I also want to speak briefly to the new position that we hope the bill will result in and that is an independent information officer who will report directly to Parliament as opposed to directly to a minister. I heartily approve of this portion of the legislation. The original bill, as I am sure the House is aware and most Canadians are aware, according to the legislation drafted and presented by the government, was that individuals would report to a superior or to someone perhaps in their own department and, ultimately, it would go to a minister of the crown and then perhaps that information would be made public. I think there are too many ifs in that. There are too many variables to really suggest that the information would protect the identity of the whistleblower and protect the whistleblower from political reprisal.

Allowing the office of an independent commissioner to be established to deal with these issues is absolutely a right step and a correct step.

I would suggest, however, that if we want to go one step further we should give more powers to that independent commissioner. We would like to see the power to grant more generous compensation to whistleblowers who have been reprised against. Frankly, something that is still a concern of mine is that, regardless of this legislation, I am somewhat fearful that in the future any government, whether it be a Liberal government, a Conservative government or any other government, might still choose to take actions against those individuals who came forward to give information that might be considered politically damaging or, at the least, embarrassing.

I would like to make sure that in the future we take whatever steps that might be necessary to provide even more protection and perhaps even compensation for those whistleblowers.

This is a long overdue piece of legislation. Once again, I applaud all members of the committee who came to some agreement on amendments to the bill. It is something that I hope in future will prevent the type of actions that we have seen, like the sponsorship scandal and the Dingwall case, from ever occurring again.

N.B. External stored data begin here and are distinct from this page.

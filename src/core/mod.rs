pub mod config;
pub mod error;
pub mod routes;
pub mod startup;
pub mod state;
pub mod tracing_init;
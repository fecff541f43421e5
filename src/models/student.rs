use serde::{Deserialize, Serialize};
use serde_json::{Map, Value};

/// Placeholder used when a record has no class field
pub const DEFAULT_CLASSE: &str = "Non spécifiée";

/// A student record exactly as it sits in the roster file.
///
/// The JSON value is kept as-is, so a record nobody edits is written back
/// byte-for-byte equivalent: numeric ids stay numeric, missing fields stay
/// missing, unknown keys and even non-object entries survive. Fields are
/// projected to text only when they are compared or displayed.
#[derive(Debug, Clone, PartialEq, Serialize, Deserialize)]
#[serde(transparent)]
pub struct Student(Value);

impl Student {
    pub fn new(
        id: impl Into<String>,
        name: impl Into<String>,
        email: impl Into<String>,
        classe: impl Into<String>,
    ) -> Self {
        let mut record = Map::new();
        record.insert("id".to_string(), Value::String(id.into()));
        record.insert("name".to_string(), Value::String(name.into()));
        record.insert("email".to_string(), Value::String(email.into()));
        record.insert("classe".to_string(), Value::String(classe.into()));
        Student(Value::Object(record))
    }

    /// Text form of `key`, or `None` if the entry is not an object, the key
    /// is absent, or it holds `null`
    pub fn field(&self, key: &str) -> Option<String> {
        match self.0.as_object()?.get(key)? {
            Value::Null => None,
            Value::String(s) => Some(s.clone()),
            other => Some(other.to_string()),
        }
    }

    pub fn id(&self) -> Option<String> {
        self.field("id")
    }

    pub fn email(&self) -> Option<String> {
        self.field("email")
    }

    pub fn has_id(&self, id: &str) -> bool {
        self.id().as_deref() == Some(id)
    }

    pub fn has_email(&self, email: &str) -> bool {
        self.email().as_deref() == Some(email)
    }

    /// Overwrite a single key, keeping its position if it already exists
    fn set(&mut self, key: &str, value: String) {
        if let Value::Object(record) = &mut self.0 {
            record.insert(key.to_string(), Value::String(value));
        }
    }

    pub fn as_value(&self) -> &Value {
        &self.0
    }
}

impl From<Value> for Student {
    fn from(value: Value) -> Self {
        Student(value)
    }
}

/// Registration form fields
#[derive(Debug, Clone, Serialize, Deserialize)]
pub struct StudentForm {
    #[serde(default)]
    pub id: String,
    pub name: String,
    pub email: String,
    pub classe: Option<String>,
}

impl StudentForm {
    pub fn into_student(self) -> Student {
        Student::new(
            self.id,
            self.name,
            self.email,
            self.classe.unwrap_or_else(|| DEFAULT_CLASSE.to_string()),
        )
    }
}

/// Edit form fields; the identifier comes from the path
#[derive(Debug, Clone, Serialize, Deserialize)]
pub struct StudentUpdateForm {
    pub name: String,
    pub email: String,
    pub classe: Option<String>,
}

impl StudentUpdateForm {
    pub fn apply_to(self, student: &mut Student) {
        student.set("name", self.name);
        student.set("email", self.email);
        student.set(
            "classe",
            self.classe.unwrap_or_else(|| DEFAULT_CLASSE.to_string()),
        );
    }
}

#[cfg(test)]
mod tests {
    use super::*;
    use serde_json::json;

    #[test]
    fn test_form_without_classe_gets_placeholder() {
        let form = StudentForm {
            id: "1".to_string(),
            name: "Alice".to_string(),
            email: "a@x.com".to_string(),
            classe: None,
        };

        let student = form.into_student();
        assert_eq!(student.field("classe").as_deref(), Some(DEFAULT_CLASSE));
    }

    #[test]
    fn test_numeric_id_matches_as_text() {
        let student: Student =
            serde_json::from_str(r#"{"id": 12, "name": "Bob", "email": "b@x.com"}"#).unwrap();

        assert!(student.has_id("12"));
        assert_eq!(student.field("classe"), None);
    }

    #[test]
    fn test_missing_and_null_fields() {
        let student: Student = serde_json::from_str(r#"{"nom": "Chloé", "email": null}"#).unwrap();

        assert_eq!(student.id(), None);
        assert_eq!(student.email(), None);
        assert!(!student.has_id(""));
    }

    #[test]
    fn test_nested_field_is_kept() {
        let raw = json!({"id": "1", "name": {"first": "Alice"}, "email": "a@x.com"});
        let student: Student = serde_json::from_value(raw.clone()).unwrap();

        assert!(student.has_id("1"));
        assert_eq!(student.field("name").as_deref(), Some(r#"{"first":"Alice"}"#));
        assert_eq!(serde_json::to_value(&student).unwrap(), raw);
    }

    #[test]
    fn test_non_object_entry_never_matches() {
        let student = Student::from(json!("just a string"));

        assert_eq!(student.id(), None);
        assert!(!student.has_email("just a string"));
    }

    #[test]
    fn test_untouched_record_serializes_unchanged() {
        let raw = r#"{"id":1,"name":"Alice","email":"a@x.com","phone":"555"}"#;
        let student: Student = serde_json::from_str(raw).unwrap();

        assert_eq!(serde_json::to_string(&student).unwrap(), raw);
    }

    #[test]
    fn test_update_form_overwrites_only_edited_keys() {
        let mut student: Student =
            serde_json::from_value(json!({"id": 1, "name": "Alice", "email": "a@x.com", "phone": "555"}))
                .unwrap();

        StudentUpdateForm {
            name: "Alicia".to_string(),
            email: "alicia@x.com".to_string(),
            classe: Some("C".to_string()),
        }
        .apply_to(&mut student);

        assert_eq!(
            serde_json::to_string(&student).unwrap(),
            r#"{"id":1,"name":"Alicia","email":"alicia@x.com","phone":"555","classe":"C"}"#
        );
    }
}
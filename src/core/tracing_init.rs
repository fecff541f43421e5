use crate::core::config::{LogFormat, LoggingConfig};
use anyhow::{anyhow, Result};
use tracing_subscriber::{
    layer::SubscriberExt, util::SubscriberInitExt, EnvFilter, Layer, Registry,
};

type BoxedLayer = Box<dyn Layer<Registry> + Send + Sync>;

/// Output layer for the configured format
fn output_layer(format: LogFormat) -> BoxedLayer {
    match format {
        LogFormat::Console => tracing_subscriber::fmt::layer()
            .with_target(true)
            .with_ansi(true)
            .with_line_number(true)
            .boxed(),
        LogFormat::Json => tracing_subscriber::fmt::layer()
            .json()
            .with_current_span(true)
            .with_span_list(true)
            .boxed(),
    }
}

/// Install the global subscriber. `RUST_LOG` wins over the configured level.
pub fn init_tracing(config: &LoggingConfig) -> Result<()> {
    let env_filter = EnvFilter::try_from_default_env()
        .unwrap_or_else(|_| EnvFilter::new(&config.level));

    tracing_subscriber::registry()
        .with(output_layer(config.format))
        .with(env_filter)
        .try_init()
        .map_err(|e| anyhow!("Failed to install tracing subscriber: {}", e))
}

#[cfg(test)]
mod tests {
    use super::*;
    use tracing::subscriber::with_default;

    #[test]
    fn test_both_formats_build_a_subscriber() {
        for format in [LogFormat::Console, LogFormat::Json] {
            let subscriber = tracing_subscriber::registry().with(output_layer(format));
            with_default(subscriber, || tracing::info!(?format, "layer ready"));
        }
    }
}
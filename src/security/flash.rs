use crate::models::views::Flash;
use axum_extra::extract::cookie::{Cookie, SameSite, SignedCookieJar};
use tracing::debug;

pub const FLASH_COOKIE: &str = "flash";

/// Queue a flash for the next rendered view.
///
/// The value is form-urlencoded so arbitrary message text stays cookie-safe.
pub fn set_flash(jar: SignedCookieJar, flash: Flash) -> SignedCookieJar {
    let value = match serde_urlencoded::to_string(&flash) {
        Ok(value) => value,
        Err(e) => {
            debug!(error = %e, "Failed to encode flash message, dropping it");
            return jar;
        }
    };

    jar.add(
        Cookie::build((FLASH_COOKIE, value))
            .path("/")
            .http_only(true)
            .same_site(SameSite::Lax),
    )
}

/// Pop the pending flash, if any. A tampered or undecodable cookie is
/// discarded.
pub fn take_flash(jar: SignedCookieJar) -> (SignedCookieJar, Option<Flash>) {
    let flash = match jar.get(FLASH_COOKIE) {
        Some(cookie) => serde_urlencoded::from_str(cookie.value()).ok(),
        None => return (jar, None),
    };

    let jar = jar.remove(Cookie::build(FLASH_COOKIE).path("/"));
    (jar, flash)
}
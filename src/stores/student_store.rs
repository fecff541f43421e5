use crate::models::student::Student;
use anyhow::{Context, Result};
use serde::Serialize;
use serde_json::ser::PrettyFormatter;
use std::io::ErrorKind;
use std::path::{Path, PathBuf};
use tokio::fs;
use tracing::{debug, warn};

/// Whole-file JSON store for the student roster.
///
/// Every call reads or rewrites the complete file. There is no locking:
/// two concurrent writers race and the last `save` wins.
pub struct StudentStore {
    path: PathBuf,
}

impl StudentStore {
    pub fn new(path: impl Into<PathBuf>) -> Self {
        Self { path: path.into() }
    }

    pub fn path(&self) -> &Path {
        &self.path
    }

    /// Read the full roster. A missing file, invalid JSON or a top-level value
    /// that is not an array reads as empty. Inside the array every entry is
    /// kept as written, including ones that are not student objects.
    pub async fn load(&self) -> Vec<Student> {
        let bytes = match fs::read(&self.path).await {
            Ok(bytes) => bytes,
            Err(e) if e.kind() == ErrorKind::NotFound => {
                debug!(path = %self.path.display(), "Roster file not found, starting empty");
                return Vec::new();
            }
            Err(e) => {
                warn!(path = %self.path.display(), error = %e, "Failed to read roster file, treating as empty");
                return Vec::new();
            }
        };

        match serde_json::from_slice(&bytes) {
            Ok(students) => students,
            Err(e) => {
                warn!(path = %self.path.display(), error = %e, "Roster file is not a valid record array, treating as empty");
                Vec::new()
            }
        }
    }

    /// Overwrite the roster file with `students`, 4-space indented, non-ASCII
    /// left unescaped.
    pub async fn save(&self, students: &[Student]) -> Result<()> {
        let mut buf = Vec::with_capacity(128 * (students.len() + 1));
        let mut serializer =
            serde_json::Serializer::with_formatter(&mut buf, PrettyFormatter::with_indent(b"    "));
        students
            .serialize(&mut serializer)
            .context("Failed to serialize student records")?;

        fs::write(&self.path, &buf)
            .await
            .context(format!("Failed to write roster file: {}", self.path.display()))?;

        debug!(path = %self.path.display(), count = students.len(), "Roster saved");

        Ok(())
    }

    /// Create the parent directory of the roster file if needed
    pub async fn ensure_parent_dir(&self) -> Result<()> {
        if let Some(parent) = self.path.parent() {
            if !parent.as_os_str().is_empty() {
                fs::create_dir_all(parent)
                    .await
                    .context(format!("Failed to create data directory: {}", parent.display()))?;
            }
        }
        Ok(())
    }
}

Public Servants Disclosure Protection Act
Government Orders

11:30 a.m.

Esquimalt—Juan de Fuca
B.C.

Liberal

Keith Martin Parliamentary Secretary to the Minister of National Defence

Mr. Speaker, the hon. member cannot have it both ways. He cannot stand around and criticize the government for being disinterested in accountability without also acknowledging the fact that being the government we are the ones who introduced this bill with respect to whistleblower legislation. It is a very good bill and, by his own words, his party supports it, as do other parties.

Quite correctly, we have all acknowledged the contribution that has been made by all parties. I think the reason for that is that the minority government situation right now has allowed all parties to make those contributions and we have been very willing to extract the best from everybody so we can build the best legislation for Canadians.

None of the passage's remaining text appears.